We compared VSMPSO with MGP-SLPSO, SAHO, and SACOSO on 50D functions. In Table 5, we can observe that MGP-SLPSO achieved the best mean value on F1 and F4, and SAHO achieved the best mean value on F2, F3, F5, F6, and F7. VSMPSO(RBF) achieved a similar performance with SAHO on F7. From Table 3 and Fig. 5, VSMPSO(RBF) derived NDS on F3, F5, F6, and F7, which is one less than MGP-SLPSO and SAHO. From Fig. 4, the convergence curve of VSMPSO(RBF) is very close to the SAHO one on F6 and F7. From Fig. 5, the dominant solution(DS) achieved by VSMPSO(RBF) is the closest to NDS on F1, F2, and F4. In Table 4, the running time spent by VSMPSO(GP) is dozens or even hundreds of times that of VSMPSO(RBF); the running time spent by VSMPSO(GP) is dozens of times higher than that of VSMPSO(RBF) on F1, F4, and F6 functions, and more than 100 times higher on F2, F3, F5, and F7. The slow computational efficiency makes VSMPSO(GP) unable to run on higher dimensions. Furthermore, from Table 4 and Fig. 5, VSMPSO(GP) has no NDS on 50D functions, whereas VSMPSO(RBF) has 4 NDSs. The overall performance of VSMPSO(RBF) is better than VSMPSO(GP). Hence, in the next comparative test, we used VSMPSO(RBF) algorithm to compare with other algorithms; it is abbreviated as VSMPSO in the following algorithm comparison.
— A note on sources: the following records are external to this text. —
#[cfg(test)]
mod tests {
    use super::*;
    use rand::SeedableRng;
    use rand_xoshiro::Xoshiro256PlusPlus;

    fn ft_weights() -> BTreeMap<char, f64> {
        let mut weights: BTreeMap<char, f64> = "ACDEGHIKLMNPQRSVWY".chars().map(|c| (c, 0.0)).collect();
        weights.insert('T', 0.5);
        weights.insert('F', 0.5);
        weights
    }

    fn distances(pairs: &[(usize, f64)]) -> BTreeMap<usize, f64> {
        pairs.iter().copied().collect()
    }

    #[test]
    fn test_instantiate_gapped() {
        let motif = SeedMotif::new("m1", "C/AS")
            .with_gap(1, 2)
            .with_hamming_distances(distances(&[(0, 0.333), (1, 0.333), (2, 0.334)]))
            .with_position_weights([(0, 1.0), (1, 1.0), (2, 0.0), (3, 0.0)].into_iter().collect())
            .with_alphabet_weights(ft_weights());
        motif.validate(SequenceType::AminoAcid).unwrap();

        let mut rng = Xoshiro256PlusPlus::seed_from_u64(42);
        for _ in 0..50 {
            let instance = motif.instantiate(&mut rng, SequenceType::AminoAcid);
            assert!(instance.instance.ends_with("/AS"));
            assert_eq!(instance.instance.len(), 4);
            assert!((1..=2).contains(&instance.gap));
            assert!(matches!(instance.instance.as_bytes()[0], b'C' | b'T' | b'F'));
            assert_eq!(instance.parts(), (&instance.instance[..1], Some("AS")));
        }
    }

    #[test]
    fn test_instantiate_ungapped() {
        let motif = SeedMotif::new("m1", "CAS")
            .with_hamming_distances(distances(&[(0, 0.5), (1, 0.5)]))
            .with_position_weights([(0, 1.0), (1, 0.0), (2, 0.0)].into_iter().collect())
            .with_alphabet_weights(ft_weights());
        let mut rng = Xoshiro256PlusPlus::seed_from_u64(7);
        for _ in 0..50 {
            let instance = motif.instantiate(&mut rng, SequenceType::AminoAcid);
            assert_eq!(&instance.instance[1..], "AS");
            assert_eq!(instance.gap, 0);
            assert!(!instance.is_gapped());
        }
    }

    #[test]
    fn test_instantiate_distance_matches_distribution() {
        let motif = SeedMotif::new("m1", "CASSL")
            .with_hamming_distances(distances(&[(2, 1.0)]))
            .excluding_original();
        let mut rng = Xoshiro256PlusPlus::seed_from_u64(3);
        for _ in 0..100 {
            let instance = motif.instantiate(&mut rng, SequenceType::AminoAcid);
            let differences = instance
                .instance
                .bytes()
                .zip(motif.seed.bytes())
                .filter(|(a, b)| a != b)
                .count();
            assert_eq!(differences, 2);
        }
    }

    #[test]
    fn test_instantiate_defaults() {
        let motif = SeedMotif::new("m1", "CAS").with_hamming_distances(distances(&[(0, 0.333), (1, 0.333), (2, 0.334)]));
        let mut rng = Xoshiro256PlusPlus::seed_from_u64(1);
        let instance = motif.instantiate(&mut rng, SequenceType::AminoAcid);
        assert_eq!(instance.instance.len(), 3);

        let plain = SeedMotif::new("m2", "AA");
        assert_eq!(plain.instantiate(&mut rng, SequenceType::AminoAcid), MotifInstance::new("AA", 0));
    }

    #[test]
    fn test_enumerate_all() {
        let mut motif = SeedMotif::new("m1", "SQ")
            .with_gap(0, 0)
            .with_hamming_distances(distances(&[(0, 0.0), (1, 0.667), (2, 0.333)]))
            .with_position_weights([(0, 1.0), (1, 1.0)].into_iter().collect())
            .with_alphabet_weights(ft_weights());
        assert_eq!(motif.enumerate_all(SequenceType::AminoAcid), ["[FT]Q", "S[FT]", "[FT][FT]"]);

        motif.seed = "S/Q".into();
        motif.max_gap = 1;
        motif.position_weights = Some([(0, 1.0), (1, 1.0), (2, 1.0)].into_iter().collect());
        assert_eq!(
            motif.enumerate_all(SequenceType::AminoAcid),
            ["[FT].{0,1}Q", "S.{0,1}[FT]", "[FT].{0,1}[FT]"]
        );
    }

    #[test]
    fn test_enumerate_plain_seed() {
        let motif = SeedMotif::new("m1", "AA");
        assert_eq!(motif.enumerate_all(SequenceType::AminoAcid), ["AA"]);
    }

    #[test]
    fn test_validate_rejects_bad_definitions() {
        let aa = SequenceType::AminoAcid;
        assert!(SeedMotif::new("m", "").validate(aa).is_err());
        assert!(SeedMotif::new("m", "A/C/D").validate(aa).is_err());
        assert!(SeedMotif::new("m", "/AC").validate(aa).is_err());
        assert!(SeedMotif::new("m", "AZ").validate(aa).is_err());
        assert!(SeedMotif::new("m", "ACGT").validate(SequenceType::Nucleotide).is_ok());
        assert!(matches!(
            SeedMotif::new("m", "A/C").with_gap(3, 1).validate(aa),
            Err(MotifError::InvalidGap { .. })
        ));
        assert!(SeedMotif::new("m", "AC").with_gap(0, 2).validate(aa).is_err());
        assert!(SeedMotif::new("m", "AC")
            .with_hamming_distances(distances(&[(0, 0.5), (1, 0.2)]))
            .validate(aa)
            .is_err());
        assert!(SeedMotif::new("m", "AC")
            .with_hamming_distances(distances(&[(3, 1.0)]))
            .validate(aa)
            .is_err());
    }

    #[test]
    fn test_instance_span() {
        let instance = MotifInstance::new("CA/SS", 2);
        assert_eq!(instance.letter_count(), 4);
        assert_eq!(instance.span(), 6);
        assert_eq!(instance.parts(), ("CA", Some("SS")));
    }
}
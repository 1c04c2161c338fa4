//! # Analysis Crate
//!
//! Diagnostics computed on samples of simulated sequences.

pub mod analysis;

pub use analysis::feasibility;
Numerical results and analysis on 50D F1–F7 functions with 2000 FEs

To further observe the optimization ability of VSMPSO, we extended the computational budget to 2000 FEs. From the aforementioned analysis, VSMPSO (GP) was time-consuming, and its optimal performance was inferior to VSMPSO(RBF). Therefore, in the following algorithm comparison, we only used VSMPSO (RBF), referred to as VSMPSO. Although VSMPSO did not achieve good optimization performance on the 50D with 1000 FEs, it has better performance with 2000 FEs. In Table 6, MGP-SLPSO achieved the best mean value on F1; SAHO achieved the best mean value on F2, F3, F4, and F7. VSMPSO achieved the best mean value on F5 and F6, and has similar performance and no significant difference with SAHO on F7. Furthermore, VSMPSO achieved the second-best mean value behind SAHO on F2 and F3, and the running time of VSMPSO was smaller than SAHO. MGP-SLPSO algorithm took the shortest running time. In Table 7, MGP-SLPSO achieved 7 NDSs owing to the shortest running time. VSMPSO achieved 5 NDSs same as SACOSO, and SAHO achieved 4 NDSs. VSMPSO did not achieve NDS on F1 and F2, but the DS achieved by VSMPSO is closest to the NDS in Fig. 7. The solutions achieved by VSMPSO, MGP-SLPSO and SAHO are very close to the abscissa value (i.e., the minimum fitness value) in Fig. 7. In Fig. 6, the performance of VSMPSO is stable on different functions, and the convergence curves achieved good results on F5, F6, and F7.

Fig. 4
figure 4

Convergence profiles of MGP-SLPSO, CAL-SAPSO, SAHO, SACOSO, VSMPSO(GP) and VSMPSO(RBF) on 50D F1–F7 with 550 FEs

Fig. 5
figure 5

Distribution of solutions of MGP-SLPSO, CAL-SAPSO, SAHO, SACOSO and VSMPSO on 50D F1–F7 with 550 FEs

Fig. 6
figure 6

Convergence profiles of MGP-SLPSO, SAHO, SACOSO and VSMPSO on 50D F1–F7 with 2000 FEs

Fig. 7
figure 7

Distribution of solutions of MGP-SLPSO, SAHO, SACOSO and VSMPSO on 50D F1–F7 with 2000 FEs

Table 5 Statistical results of MGP-SLPSO, SAHO, SACOSO, VSMPSO(GP) and VSMPSO(RBF)on 50D F1–F7 with 550 FEs
Table 6 Statistical results of MGP-SLPSO, SAHO, SACOSO and VSMPSO on 50D F1–F7 with 2000 FEs
Table 7 Statistical results (best fitness and cost time) obtained by MGP-SLPSO, SAHO, SACOSO and VSMPSO on 50D F1–F7 With 2000 FEs

Numerical results on higher dimensional problems

Next, we compared the algorithm performance on higher-dimensional problems. The convergence profiles of VSMPSO, SACOSO, MGP-SLPSO and SAHO on F1–F7 with 100D and 200D are shown in Figs. 8 and 10. VSMPSO is compared with MGP-SLPSO, CAL-SAPSO, SAHO and SACOSO on 100D. In Table 8, MGP-SLPSO obtains the best mean value on F1 and F4. SAHO obtains the best mean value on F2, F3, F5 and F7. VSMPSO performs the best only on F6. However, on F7, the results of VSMPSO are not significantly different from that of SAHO, and the standard deviation is smaller than SAHO. In Table 9, VSMPSO obtains 5 NDSs, which is the highest NDSs, SAHO achieves 4 NDSs, MGP-SLPSO achieves 3 NDSs, and SACOSO achieves 1 NDS. On F1 and F4, VSMPSO did not achieve NDS, but the DS achieved by VSMPSO is closest to the NDS achieved by MGP-SLPSO in Fig. 9.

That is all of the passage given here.